1 We note in passing the controversy over said editorial raging in the somewhat inner but not inmost sancta of SpecGram Towers, with some calling it much-needed reform and others a base truckling to knuckleheads for spurious advantage. The latter point out that the most recent previous political satire our editorial staff has considered, a spirited satire on the death of Henry II and election of Conrad II as Holy Roman Emperor, has consistently been voted down in the past as, well, a base truckling to knuckleheads for spurious advantage, so there.
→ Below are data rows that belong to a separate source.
//! Mail and Voice Delivery Channels

use async_trait::async_trait;
use lettre::message::header::ContentType;
use lettre::message::Mailbox;
use lettre::transport::smtp::authentication::Credentials;
use lettre::{AsyncSmtpTransport, AsyncTransport, Message, Tokio1Executor};
use serde::Serialize;
use tracing::debug;

use crate::{ChannelError, NotifyConfig, NotifyError};

/// Sends a plain-text mail to one address
#[async_trait]
pub trait MailSender: Send + Sync {
    async fn send(&self, address: &str, subject: &str, body: &str) -> Result<(), ChannelError>;
}

/// Attributes handed to the outbound call flow
#[derive(Debug, Clone, PartialEq, Eq, Serialize)]
pub struct VoiceAttributes {
    pub message: String,
    pub loop_count: String,
    pub status: String,
}

impl VoiceAttributes {
    pub fn call(message: String, loop_count: u32) -> Self {
        Self {
            message,
            loop_count: loop_count.to_string(),
            status: "call".to_string(),
        }
    }
}

/// Places an outbound voice call to an E.164 number
#[async_trait]
pub trait VoiceCaller: Send + Sync {
    async fn call(&self, e164_number: &str, attributes: &VoiceAttributes) -> Result<(), ChannelError>;
}

/// SMTP mail sender
pub struct SmtpMailSender {
    transport: AsyncSmtpTransport<Tokio1Executor>,
    sender: Mailbox,
}

impl SmtpMailSender {
    pub fn new(config: &NotifyConfig) -> Result<Self, NotifyError> {
        let sender = config
            .sender_address
            .parse()
            .map_err(|e| NotifyError::Setup(format!("sender address {}: {}", config.sender_address, e)))?;

        let mut builder = AsyncSmtpTransport::<Tokio1Executor>::relay(&config.smtp_host)
            .map_err(|e| NotifyError::Setup(format!("SMTP relay {}: {}", config.smtp_host, e)))?
            .port(config.smtp_port)
            .timeout(Some(config.dispatch_timeout()));
        if !config.smtp_username.is_empty() {
            builder = builder.credentials(Credentials::new(
                config.smtp_username.clone(),
                config.smtp_password.clone(),
            ));
        }

        Ok(Self {
            transport: builder.build(),
            sender,
        })
    }
}

#[async_trait]
impl MailSender for SmtpMailSender {
    async fn send(&self, address: &str, subject: &str, body: &str) -> Result<(), ChannelError> {
        let recipient: Mailbox = address
            .parse()
            .map_err(|e| ChannelError::InvalidAddress(format!("{}: {}", address, e)))?;

        let email = Message::builder()
            .from(self.sender.clone())
            .to(recipient)
            .subject(subject)
            .header(ContentType::TEXT_PLAIN)
            .body(body.to_string())
            .map_err(|e| ChannelError::Provider(format!("build mail: {}", e)))?;

        self.transport
            .send(email)
            .await
            .map_err(|e| ChannelError::Provider(e.to_string()))?;

        debug!("Mail sent to {}", address);
        Ok(())
    }
}

#[derive(Serialize)]
#[serde(rename_all = "PascalCase")]
struct OutboundCall<'a> {
    destination_phone_number: &'a str,
    contact_flow_id: &'a str,
    instance_id: &'a str,
    source_phone_number: &'a str,
    attributes: &'a VoiceAttributes,
}

/// Voice caller backed by an HTTP outbound-call API
pub struct HttpVoiceCaller {
    client: reqwest::Client,
    endpoint: String,
    source_number: String,
    flow_id: String,
    instance_id: String,
}

impl HttpVoiceCaller {
    pub fn new(config: &NotifyConfig) -> Result<Self, NotifyError> {
        let client = reqwest::Client::builder()
            .timeout(config.dispatch_timeout())
            .build()
            .map_err(|e| NotifyError::Setup(format!("HTTP client: {}", e)))?;

        Ok(Self {
            client,
            endpoint: config.voice_endpoint.clone(),
            source_number: config.voice_source_number.clone(),
            flow_id: config.voice_flow_id.clone(),
            instance_id: config.voice_instance_id.clone(),
        })
    }
}

#[async_trait]
impl VoiceCaller for HttpVoiceCaller {
    async fn call(&self, e164_number: &str, attributes: &VoiceAttributes) -> Result<(), ChannelError> {
        let request = OutboundCall {
            destination_phone_number: e164_number,
            contact_flow_id: &self.flow_id,
            instance_id: &self.instance_id,
            source_phone_number: &self.source_number,
            attributes,
        };

        self.client
            .post(&self.endpoint)
            .json(&request)
            .send()
            .await
            .and_then(|r| r.error_for_status())
            .map_err(|e| ChannelError::Provider(e.to_string()))?;

        debug!("Voice call placed to {}", e164_number);
        Ok(())
    }
}

#[cfg(test)]
mod tests {
    use super::*;

    #[test]
    fn test_voice_attributes() {
        let attributes = VoiceAttributes::call("hello".to_string(), 3);
        let json = serde_json::to_value(&attributes).unwrap();

        assert_eq!(json["message"], "hello");
        assert_eq!(json["loop_count"], "3");
        assert_eq!(json["status"], "call");
    }

    #[test]
    fn test_outbound_call_shape() {
        let attributes = VoiceAttributes::call("hello".to_string(), 3);
        let request = OutboundCall {
            destination_phone_number: "+819012345678",
            contact_flow_id: "flow",
            instance_id: "instance",
            source_phone_number: "+81312345678",
            attributes: &attributes,
        };
        let json = serde_json::to_value(&request).unwrap();

        assert_eq!(json["DestinationPhoneNumber"], "+819012345678");
        assert_eq!(json["ContactFlowId"], "flow");
        assert_eq!(json["Attributes"]["loop_count"], "3");
    }

    #[test]
    fn test_smtp_sender_rejects_bad_sender() {
        let config = NotifyConfig {
            sender_address: "not an address".to_string(),
            ..Default::default()
        };
        assert!(matches!(SmtpMailSender::new(&config), Err(NotifyError::Setup(_))));
    }
}
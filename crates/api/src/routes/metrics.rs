//! Prometheus Metrics Route

use axum::{extract::State, http::StatusCode};
use std::sync::Arc;
use tokio::sync::RwLock;

use crate::AppState;

/// Render the installed recorder in the Prometheus text format
pub async fn render(State(state): State<Arc<RwLock<AppState>>>) -> (StatusCode, String) {
    let state = state.read().await;
    match &state.metrics {
        Some(handle) => (StatusCode::OK, handle.render()),
        None => (StatusCode::NOT_FOUND, "metrics recorder not installed\n".to_string()),
    }
}
//! Monitoring Error Types

use thiserror::Error;

/// Errors raised while classifying alarms or talking to the alerting channel
#[derive(Debug, Error)]
pub enum MonitoringError {
    /// Alarm name does not end in a level suffix
    #[error("Invalid alarm name: {0}")]
    InvalidAlarmName(String),

    #[error("Unknown monitor level: {0}")]
    UnknownLevel(String),

    #[error("Unknown namespace: {0}")]
    UnknownNamespace(String),

    #[error("Unknown service: {0}")]
    UnknownService(String),

    /// Record lacks the dimension identifying its resource
    #[error("Missing dimension: {0}")]
    MissingDimension(&'static str),

    /// Metric is not monitored for the resource's service
    #[error("Metric {metric} is not monitored for {service}")]
    UnsupportedMetric { service: String, metric: String },

    /// Alerting channel call failed
    #[error("Alerting channel error: {0}")]
    Channel(String),
}
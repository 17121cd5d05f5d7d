//! Webhook Error Types

use thiserror::Error;

/// Errors raised while authenticating or interpreting an inbound notification
#[derive(Debug, Error)]
pub enum WebhookError {
    /// Unparseable JSON or a missing required field
    #[error("Malformed payload: {0}")]
    Malformed(String),

    /// Certificate unreachable or invalid, or signature mismatch
    #[error("Authentication failed: {0}")]
    Authentication(String),

    /// No live account matches the alarm's external account id
    #[error("Account not found: {0}")]
    AccountNotFound(String),

    /// Subscription confirmation call failed
    #[error("Subscription confirmation failed: {0}")]
    Subscription(String),
}

impl From<serde_json::Error> for WebhookError {
    fn from(err: serde_json::Error) -> Self {
        WebhookError::Malformed(err.to_string())
    }
}
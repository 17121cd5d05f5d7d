//! Stored Records

use serde::{Deserialize, Serialize};
use std::collections::BTreeSet;

pub type RecordId = i64;

/// Row lifecycle; archived rows are tombstones
#[derive(Debug, Clone, Copy, PartialEq, Eq, Hash, Serialize, Deserialize)]
#[serde(rename_all = "snake_case")]
pub enum Lifecycle {
    Active,
    Archived,
}

impl Lifecycle {
    pub fn is_active(self) -> bool {
        self == Lifecycle::Active
    }
}

/// Tenant (customer organisation)
#[derive(Debug, Clone, PartialEq, Serialize, Deserialize)]
pub struct Tenant {
    pub id: RecordId,
    pub name: String,
    pub lifecycle: Lifecycle,
}

/// Registered AWS account of a tenant
#[derive(Debug, Clone, PartialEq, Serialize, Deserialize)]
pub struct AwsEnvironment {
    pub id: RecordId,
    pub name: String,
    /// External 12-digit account id
    pub aws_account_id: String,
    pub tenant_id: RecordId,
    pub lifecycle: Lifecycle,
}

/// Destination channel and its address
#[derive(Debug, Clone, PartialEq, Eq, Serialize, Deserialize)]
#[serde(tag = "type", rename_all = "snake_case")]
pub enum DestinationKind {
    Email {
        address: String,
    },
    Telephone {
        phone_number: String,
        /// ISO 3166-1 alpha-2 region used to interpret `phone_number`
        country_code: String,
    },
}

impl DestinationKind {
    pub fn channel(&self) -> &'static str {
        match self {
            DestinationKind::Email { .. } => "email",
            DestinationKind::Telephone { .. } => "telephone",
        }
    }
}

#[derive(Debug, Clone, PartialEq, Serialize, Deserialize)]
pub struct NotificationDestination {
    pub id: RecordId,
    pub name: String,
    pub tenant_id: RecordId,
    pub kind: DestinationKind,
    pub lifecycle: Lifecycle,
}

/// Named set of destinations notified for a set of accounts
#[derive(Debug, Clone, PartialEq, Serialize, Deserialize)]
pub struct NotificationGroup {
    pub id: RecordId,
    pub name: String,
    pub tenant_id: RecordId,
    pub destination_ids: BTreeSet<RecordId>,
    pub aws_environment_ids: BTreeSet<RecordId>,
    pub lifecycle: Lifecycle,
}
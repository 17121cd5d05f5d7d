//! Webhook Module
//!
//! Authenticates inbound push notifications, confirms topic subscriptions
//! and parses alarm notifications into alert messages for the tenant
//! account that owns them.

mod alert;
mod certificate;
mod envelope;
mod error;
mod signature;
mod subscription;

pub use alert::{AccountResolver, AlertConfig, AlertMessage, AlertMessageParser};
pub use certificate::{public_key_from_pem, CertificateFetcher, HttpCertificateFetcher};
pub use envelope::{MessageType, WebhookEnvelope};
pub use error::WebhookError;
pub use signature::{canonical_string, SignatureVerifier, SignatureVersion, WebhookConfig};
pub use subscription::{HttpSubscriptionConfirmer, SubscriptionConfirmer, SubscriptionRequest};
//! Push Notification Envelope

use serde::{Deserialize, Serialize};
use std::fmt;

use crate::WebhookError;

/// Message type carried in the envelope's `Type` field
#[derive(Debug, Clone, PartialEq, Eq)]
pub enum MessageType {
    Notification,
    SubscriptionConfirmation,
    UnsubscribeConfirmation,
    /// Acknowledged but not acted on
    Unknown(String),
}

impl MessageType {
    pub fn parse(raw: &str) -> Self {
        match raw {
            "Notification" => MessageType::Notification,
            "SubscriptionConfirmation" => MessageType::SubscriptionConfirmation,
            "UnsubscribeConfirmation" => MessageType::UnsubscribeConfirmation,
            other => MessageType::Unknown(other.to_string()),
        }
    }

    pub fn as_str(&self) -> &str {
        match self {
            MessageType::Notification => "Notification",
            MessageType::SubscriptionConfirmation => "SubscriptionConfirmation",
            MessageType::UnsubscribeConfirmation => "UnsubscribeConfirmation",
            MessageType::Unknown(raw) => raw,
        }
    }
}

impl fmt::Display for MessageType {
    fn fmt(&self, f: &mut fmt::Formatter<'_>) -> fmt::Result {
        f.write_str(self.as_str())
    }
}

/// Raw inbound payload
#[derive(Debug, Clone, PartialEq, Serialize, Deserialize)]
#[serde(rename_all = "PascalCase")]
pub struct WebhookEnvelope {
    #[serde(rename = "Type")]
    pub message_type: String,
    pub message_id: String,
    #[serde(default, skip_serializing_if = "Option::is_none")]
    pub subject: Option<String>,
    pub message: String,
    #[serde(rename = "SubscribeURL", default, skip_serializing_if = "Option::is_none")]
    pub subscribe_url: Option<String>,
    pub timestamp: String,
    #[serde(default, skip_serializing_if = "Option::is_none")]
    pub token: Option<String>,
    #[serde(default, skip_serializing_if = "Option::is_none")]
    pub topic_arn: Option<String>,
    #[serde(default, skip_serializing_if = "Option::is_none")]
    pub signature_version: Option<String>,
    pub signature: String,
    #[serde(rename = "SigningCertURL")]
    pub signing_cert_url: String,
    #[serde(rename = "UnsubscribeURL", default, skip_serializing_if = "Option::is_none")]
    pub unsubscribe_url: Option<String>,
}

impl WebhookEnvelope {
    /// Parse a request body; missing required fields are malformed payloads
    pub fn from_slice(body: &[u8]) -> Result<Self, WebhookError> {
        Ok(serde_json::from_slice(body)?)
    }

    pub fn kind(&self) -> MessageType {
        MessageType::parse(&self.message_type)
    }

    /// Signed fields in canonical order; `None` marks a field absent from the envelope
    pub fn signing_fields(&self) -> [(&'static str, Option<&str>); 8] {
        [
            ("Message", Some(self.message.as_str())),
            ("MessageId", Some(self.message_id.as_str())),
            ("Subject", self.subject.as_deref()),
            ("SubscribeURL", self.subscribe_url.as_deref()),
            ("Timestamp", Some(self.timestamp.as_str())),
            ("Token", self.token.as_deref()),
            ("TopicArn", self.topic_arn.as_deref()),
            ("Type", Some(self.message_type.as_str())),
        ]
    }
}
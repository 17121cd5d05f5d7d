//! Notification Module
//!
//! Resolves the live notification groups of an account and fans an alert
//! (or a schedule result) out to each of their destinations over mail or
//! voice.

mod channels;
mod destination;
mod dispatcher;
mod error;
mod phone;
mod template;
mod topology;

#[cfg(test)]
mod testing;

pub use channels::{HttpVoiceCaller, MailSender, SmtpMailSender, VoiceAttributes, VoiceCaller};
pub use destination::{DeliveryOutcome, DestinationChannels, Schedule};
pub use dispatcher::{DestinationResult, FanoutDispatcher};
pub use error::{ChannelError, NotifyError};
pub use phone::to_e164;
pub use template::NotifyConfig;
pub use topology::NotificationTopology;
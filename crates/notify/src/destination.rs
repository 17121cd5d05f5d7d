//! Per-Destination Delivery
//!
//! Each destination kind decides how an alert or a schedule result reaches
//! it. Provider failures become [`DeliveryOutcome::Failed`] values; nothing
//! here returns an error.

use serde::Serialize;
use std::sync::Arc;
use storage::{DestinationKind, NotificationDestination, RecordId};
use tracing::debug;
use webhook::AlertMessage;

use crate::channels::{MailSender, VoiceAttributes, VoiceCaller};
use crate::phone::to_e164;
use crate::{ChannelError, NotifyConfig};

/// A scheduled action whose result is reported to the account's groups
#[derive(Debug, Clone, PartialEq, Eq, Serialize)]
pub struct Schedule {
    pub id: RecordId,
    pub name: String,
    pub aws_environment_id: RecordId,
}

/// Result of one destination's delivery
#[derive(Debug, Clone, PartialEq, Eq, Serialize)]
#[serde(tag = "status", content = "detail", rename_all = "snake_case")]
pub enum DeliveryOutcome {
    Delivered,
    Failed(String),
    /// The destination kind does not take this kind of notification
    Skipped,
}

impl DeliveryOutcome {
    pub fn label(&self) -> &'static str {
        match self {
            DeliveryOutcome::Delivered => "delivered",
            DeliveryOutcome::Failed(_) => "failed",
            DeliveryOutcome::Skipped => "skipped",
        }
    }
}

/// What is being delivered
#[derive(Debug, Clone, Copy)]
pub enum Delivery<'a> {
    Alert(&'a AlertMessage),
    ScheduleResult { schedule: &'a Schedule, succeeded: bool },
}

/// Mail and voice channels shared by every destination
pub struct DestinationChannels {
    mail: Arc<dyn MailSender>,
    voice: Arc<dyn VoiceCaller>,
    config: NotifyConfig,
}

impl DestinationChannels {
    pub fn new(mail: Arc<dyn MailSender>, voice: Arc<dyn VoiceCaller>, config: NotifyConfig) -> Self {
        Self { mail, voice, config }
    }

    pub fn config(&self) -> &NotifyConfig {
        &self.config
    }

    pub async fn deliver(&self, destination: &NotificationDestination, delivery: Delivery<'_>) -> DeliveryOutcome {
        match delivery {
            Delivery::Alert(message) => self.notify(destination, message).await,
            Delivery::ScheduleResult { schedule, succeeded } => {
                self.result_schedule(destination, schedule, succeeded).await
            }
        }
    }

    /// Deliver an alert to one destination
    pub async fn notify(&self, destination: &NotificationDestination, message: &AlertMessage) -> DeliveryOutcome {
        match &destination.kind {
            DestinationKind::Email { address } => {
                let body = self.config.render_alert(message);
                let result = self.mail.send(address, &self.config.mail_subject, &body).await;
                email_outcome(result)
            }
            DestinationKind::Telephone {
                phone_number,
                country_code,
            } => {
                let result = self.call(phone_number, country_code, message).await;
                telephone_outcome(destination.id, result)
            }
        }
    }

    /// Report a schedule result to one destination; voice destinations never take these
    pub async fn result_schedule(
        &self,
        destination: &NotificationDestination,
        schedule: &Schedule,
        succeeded: bool,
    ) -> DeliveryOutcome {
        match &destination.kind {
            DestinationKind::Email { address } => {
                let subject = self.config.schedule_subject(schedule);
                let body = self.config.schedule_body(schedule, succeeded);
                email_outcome(self.mail.send(address, &subject, &body).await)
            }
            DestinationKind::Telephone { .. } => {
                debug!("Skipping schedule result for telephone destination {}", destination.id);
                DeliveryOutcome::Skipped
            }
        }
    }

    async fn call(&self, phone_number: &str, country_code: &str, message: &AlertMessage) -> Result<(), ChannelError> {
        let number = to_e164(phone_number, country_code)?;
        let attributes = VoiceAttributes::call(self.config.render_alert(message), self.config.voice_loop_count);
        self.voice.call(&number, &attributes).await
    }
}

fn email_outcome(result: Result<(), ChannelError>) -> DeliveryOutcome {
    match result {
        Ok(()) => DeliveryOutcome::Delivered,
        Err(e) => DeliveryOutcome::Failed(e.to_string()),
    }
}

fn telephone_outcome(destination_id: RecordId, result: Result<(), ChannelError>) -> DeliveryOutcome {
    match result {
        Ok(()) => DeliveryOutcome::Delivered,
        Err(e) => DeliveryOutcome::Failed(format!("telephone destination {}: {}", destination_id, e)),
    }
}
Their opponents, curiously, agree 100% and add, so there!
2 Given that it’s frozen this time of year,3 that shows just how troubled matters have become.
3 And you really don’t want to put any of those ice cubes in your scotch.4
4 Some of us would rather have the ice cubes, thank you.5
5 Some of us are welcome to them. There are drinks besides Pabst Blue Ribbon and Mad Dog 40, you know.6
6 Only if you expand the reference of “drink” to include undrinkables.
7 Leading in the sense of questions, not stature.
8 It has long been charged that DJs have been given completely punched coffee cards in return for playing the latest CDs from certain record companies at 1 AM instead of 3 AM.
9 Or maybe Glossa.
10 Be sure to check out the article in next month’s issue of JAMG by its Managing Editor Sprill Buiell on a recently unearthed manuscript containing a satire in arguably passable Pig Latin on the end of the Ottonian Dynasty and the start of the Salian Dynasty. The JAMG editorial staff has declared it the funniest thing they’ve read in or about the medieval era since the works of Smithywallop and Parterre and C.S. Lewis’s Studies in Words.11
11 JAMG Editor in Chief Artemis Zinayda Butts added, “Funny-strange, not funny-funny.”